On Sunday, Mr Lee raised various issues the Government has to address when formulating a housing model for future public housing.
“What is the entry point for ‘affordable’? Are we catering to middle-income professionals? Retirees who want to right-size? Working Singaporeans who need to live near those areas because they work there as security, cleaners and F&B?”
There is also the issue of the income ceiling for Build-To-Order (BTO) flats and whether it is sufficient as an eligibility criterion to buy these prime flats, added Mr Lee.
The current income ceiling for families to buy a HDB flat is $14,000, and $7,000 for singles.
Even the way the HDB allocate new flats – currently done by ballot – is also worth looking at, he said.
“Do we allow ballots? In our ballots, first-timers are given more chances and those who have family living nearer get higher priority… Do we continue to allow these? Does it entrench privilege and exacerbate inequality?”
The most difficult challenge in formulating the new model is to ensure that flats remain affordable in the long term, in subsequent resales, Mr Lee added.
He noted that the model is more than just housing policy, but is also a major social policy with implications that will affect future generations.
“It’s not just about the home or the possible investment upside, but it’s about the kind of society and neighbourhoods we want to have, the kinds of core areas we want to see, neighbours we want to have and the identify we keep in Singapore,” said Mr Lee.
Some suggestions that were discussed in Sunday’s session include a longer minimum occupation period than the existing five years and a tiered system for the Government to recover the additional subsidies when the flats are sold.
Another suggestion is to introduce eligibility criteria for resale buyers to ensure these flats remain accessible to a wide spectrum of Singaporeans, even on the resale market, and to encourage owner-occupation instead of for profit through rental or resale.
Singapore will heed lessons from more mature successful cities when working on the housing model, he added.
“We’re up against personal motivation, up against very powerful social forces and strong economic forces,” said Mr Lee.
“And while it is not easy, it is incumbent on us to see that these prime locations continue to reflect the openness and diverseness of our society.”

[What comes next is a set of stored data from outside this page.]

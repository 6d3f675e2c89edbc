//! Aggregation of meal logs into daily and weekly summaries.

use chrono::{Datelike, Days, NaiveDate};

use crate::models::{DailyNutritionSummary, Macros, MealLog};

/// Monday of the ISO week containing `date`, clamped to the first
/// representable day.
pub fn week_start(date: NaiveDate) -> NaiveDate {
    let back = Days::new(u64::from(date.weekday().num_days_from_monday()));
    date.checked_sub_days(back).unwrap_or(NaiveDate::MIN)
}

/// Sunday of the week starting at `monday`, clamped to the last
/// representable day.
pub fn week_end(monday: NaiveDate) -> NaiveDate {
    monday.checked_add_days(Days::new(6)).unwrap_or(NaiveDate::MAX)
}

/// Macro totals for a single day.
#[derive(Debug, Clone, Copy, Default, PartialEq)]
pub struct DayTotals {
    pub totals: Macros,
    pub meal_count: i32,
}

impl DayTotals {
    pub fn from_meals(meals: &[MealLog]) -> Self {
        let mut totals = Macros::default();
        for meal in meals {
            totals.add(&meal.macros);
        }
        Self {
            totals,
            meal_count: meals.len() as i32,
        }
    }
}

/// Macro totals and daily averages for a week.
#[derive(Debug, Clone, Copy, Default, PartialEq)]
pub struct WeekTotals {
    pub totals: Macros,
    pub averages: Macros,
    pub meal_count: i32,
    /// Days of the week with at least one logged meal
    pub days_logged: i32,
}

impl WeekTotals {
    /// Averages divide by days that have meals, so a half-logged week is not
    /// diluted by empty days.
    pub fn from_days(days: &[DailyNutritionSummary]) -> Self {
        let mut totals = Macros::default();
        let mut meal_count = 0;
        let mut days_logged = 0;

        for day in days {
            totals.add(&Macros {
                calories: day.total_calories,
                protein: day.total_protein,
                carbs: day.total_carbs,
                fat: day.total_fat,
            });
            meal_count += day.meal_count;
            if day.meal_count > 0 {
                days_logged += 1;
            }
        }

        let averages = if days_logged == 0 {
            Macros::default()
        } else {
            let n = f64::from(days_logged);
            Macros {
                calories: totals.calories / n,
                protein: totals.protein / n,
                carbs: totals.carbs / n,
                fat: totals.fat / n,
            }
        };

        Self {
            totals,
            averages,
            meal_count,
            days_logged,
        }
    }
}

Plans to build new public housing in prime locations were first mentioned last November.
The following month, Mr Lee said the Government would work on a housing model for these flats to keep them affordable, inclusive and accessible to Singaporeans from all walks of life.
A variety of flat types, such as two-room flexi units and rental housing will be included where possible, he said.
On Sunday, Mr Lee reiterated that the model will not be retroactively applied to existing flat owners, but will apply only to future public housing in prime locations.
The Ministry of National Development said it is studying the possible measures for the upcoming model.
Said Mr Lee: “We will work towards a balance that can achieve the widest public good. We may not be able to address and come up with the perfect scheme. Certainly our public housing scheme is not perfect – there are rough edges and areas to improve on but we have a good base to build on.”